Al ingresar al almuerzo, consultado por los periodistas, Monzó reconoció que, tal como contó Clarín días atrás, tomó nota de la necesidad del Gobierno de retenerlo y podría dar marcha atrás con su decisión: “Lo voy a pensar”, dijo el líder de Diputados, que estuvo acompañado por sus compañeros de bloque Eduardo Amadeo, Silvia Lospennato, Alvaro González y Daniel Lipovetzky; y por su espada en la provincia de Buenos Aires, el diputado provincial Marcelo Daletto.

Pichetto no se expidió frente a Macri sobre la situación de Monzó, pero este mediodía ya lo explicitó públicamente: “Siempre he valorado a Monzó, es un amigo y un activo muy importante para el Gobierno. Pero es una decisión de Emilio”, resaltó ante las cámaras. 

En un breve contacto con los periodistas, en el que también repartió elogios para Peña («Es el hombre más importante del Gobierno»), Pichetto se mostró cómodo con la recepción que le preparó el PRO: «Vengo a encontrarme con mis compañeros», lanzó en clave peronista, antes de ingresar y saludar a los intendentes Martiniano Molina (Quilmes) y Julio Garro (La Plata). Ya puertas adentro, en la recepción, charló animadamente con Ritondo, Santilli y Frigerio. 

Y, durante el almuerzo, Pichetto aprovechó para bajar línea a sus nuevos compañeros. «Voy a convocar a dirigentes de todo el país» para juntarlos con Macri, prometió el rionegrino, según reconstruyó Clarín de cuatro fuentes de la reunión. «Me están llamado compañeros de todas partes», agregó, entusiasmado, al referirse al efecto positivo que generó la decisión del Presidente en el arco político no K. 

Respecto al kirchnerismo, apuntó que se trata de «estructuras autoritarias y peligrosas». «Eso es lo que hay que explicarle a la sociedad», consideró.
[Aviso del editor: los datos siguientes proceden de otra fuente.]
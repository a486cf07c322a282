//! Configuration file support for Gymdesk.
//!
//! Configuration is loaded from `$XDG_CONFIG_HOME/gymdesk/config.toml`.

use crate::Result;
use serde::{Deserialize, Serialize};
use std::path::{Path, PathBuf};

/// Application configuration
#[derive(Clone, Debug, Serialize, Deserialize, Default)]
pub struct Config {
    #[serde(default)]
    pub store: StoreConfig,

    #[serde(default)]
    pub view: ViewConfig,

    #[serde(default)]
    pub data: DataConfig,
}

/// Remote document store endpoint configuration
#[derive(Clone, Debug, Serialize, Deserialize)]
pub struct StoreConfig {
    #[serde(default = "default_base_url")]
    pub base_url: String,

    #[serde(default = "default_timeout_secs")]
    pub timeout_secs: u64,
}

impl Default for StoreConfig {
    fn default() -> Self {
        Self {
            base_url: default_base_url(),
            timeout_secs: default_timeout_secs(),
        }
    }
}

/// Schedule view configuration
#[derive(Clone, Debug, Serialize, Deserialize)]
pub struct ViewConfig {
    #[serde(default = "default_page_size")]
    pub page_size: usize,
}

impl Default for ViewConfig {
    fn default() -> Self {
        Self {
            page_size: default_page_size(),
        }
    }
}

/// Local data storage configuration (login state lives here)
#[derive(Clone, Debug, Serialize, Deserialize)]
pub struct DataConfig {
    #[serde(default = "default_data_dir")]
    pub data_dir: PathBuf,
}

impl Default for DataConfig {
    fn default() -> Self {
        Self {
            data_dir: default_data_dir(),
        }
    }
}

// Default value functions
fn default_base_url() -> String {
    "http://localhost:3000".into()
}

fn default_timeout_secs() -> u64 {
    15
}

fn default_page_size() -> usize {
    6
}

fn default_data_dir() -> PathBuf {
    let base = dirs::data_local_dir().unwrap_or_else(|| {
        let home = std::env::var("HOME").expect("HOME environment variable not set");
        PathBuf::from(home).join(".local/share")
    });
    base.join("gymdesk")
}

impl Config {
    /// Load configuration from the standard config path
    pub fn load() -> Result<Self> {
        let config_path = Self::default_config_path();
        if config_path.exists() {
            Self::load_from(&config_path)
        } else {
            tracing::info!("No config file found at {:?}, using defaults", config_path);
            Ok(Self::default())
        }
    }

    /// Load configuration from a specific path
    pub fn load_from(path: &Path) -> Result<Self> {
        let contents = std::fs::read_to_string(path)?;
        let config: Config = toml::from_str(&contents)?;
        tracing::info!("Loaded config from {:?}", path);
        Ok(config)
    }

    /// Get the default config file path
    pub fn default_config_path() -> PathBuf {
        let base = dirs::config_dir().unwrap_or_else(|| {
            let home = std::env::var("HOME").expect("HOME environment variable not set");
            PathBuf::from(home).join(".config")
        });
        base.join("gymdesk").join("config.toml")
    }

    /// Path of the login state file under the data directory
    pub fn login_state_path(&self) -> PathBuf {
        self.data.data_dir.join("login.json")
    }
}

#[cfg(test)]
mod tests {
    use super::*;

    #[test]
    fn test_default_config() {
        let config = Config::default();
        assert_eq!(config.store.base_url, "http://localhost:3000");
        assert_eq!(config.store.timeout_secs, 15);
        assert_eq!(config.view.page_size, 6);
    }

    #[test]
    fn test_partial_config() {
        let toml_str = r#"
[store]
base_url = "https://gym.example.com/api"
"#;
        let config: Config = toml::from_str(toml_str).unwrap();
        assert_eq!(config.store.base_url, "https://gym.example.com/api");
        assert_eq!(config.store.timeout_secs, 15); // default
        assert_eq!(config.view.page_size, 6); // default
    }

    #[test]
    fn test_login_state_path_under_data_dir() {
        let mut config = Config::default();
        config.data.data_dir = PathBuf::from("/tmp/gymdesk-test");
        assert_eq!(
            config.login_state_path(),
            PathBuf::from("/tmp/gymdesk-test/login.json")
        );
    }
}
Y anticipó que saldrá a recorrer el país, aprovechando su buena sintonía e influencia en el peronismo del Interior; y que la próxima semana se reunirá con Vidal y Larreta. 

«No me tiembla el pulso, no me enfermo y no tengo que ir al sanatorio», agregó, punzante y con tono de campaña, en relación al episodio que vivió Alberto Fernández, que volvió a reflotar las dudas respecto a si, en caso de ser electo, no le dejará su lugar a Cristina. La tropa PRO festejó la frase a puro aplauso. 

Antes de retirarse, y nuevamente ante los periodistas, Pichetto redobló su desafío a los K: insistió en que le gustaría debatir con la ex Presidenta y hasta hizo campaña por Vidal al remarcar que en la provincia el Frente de Todos «lleva a un comunista como candidato», en referencia -como él mismo se encargó de aclarar- «a Axel Kicillof».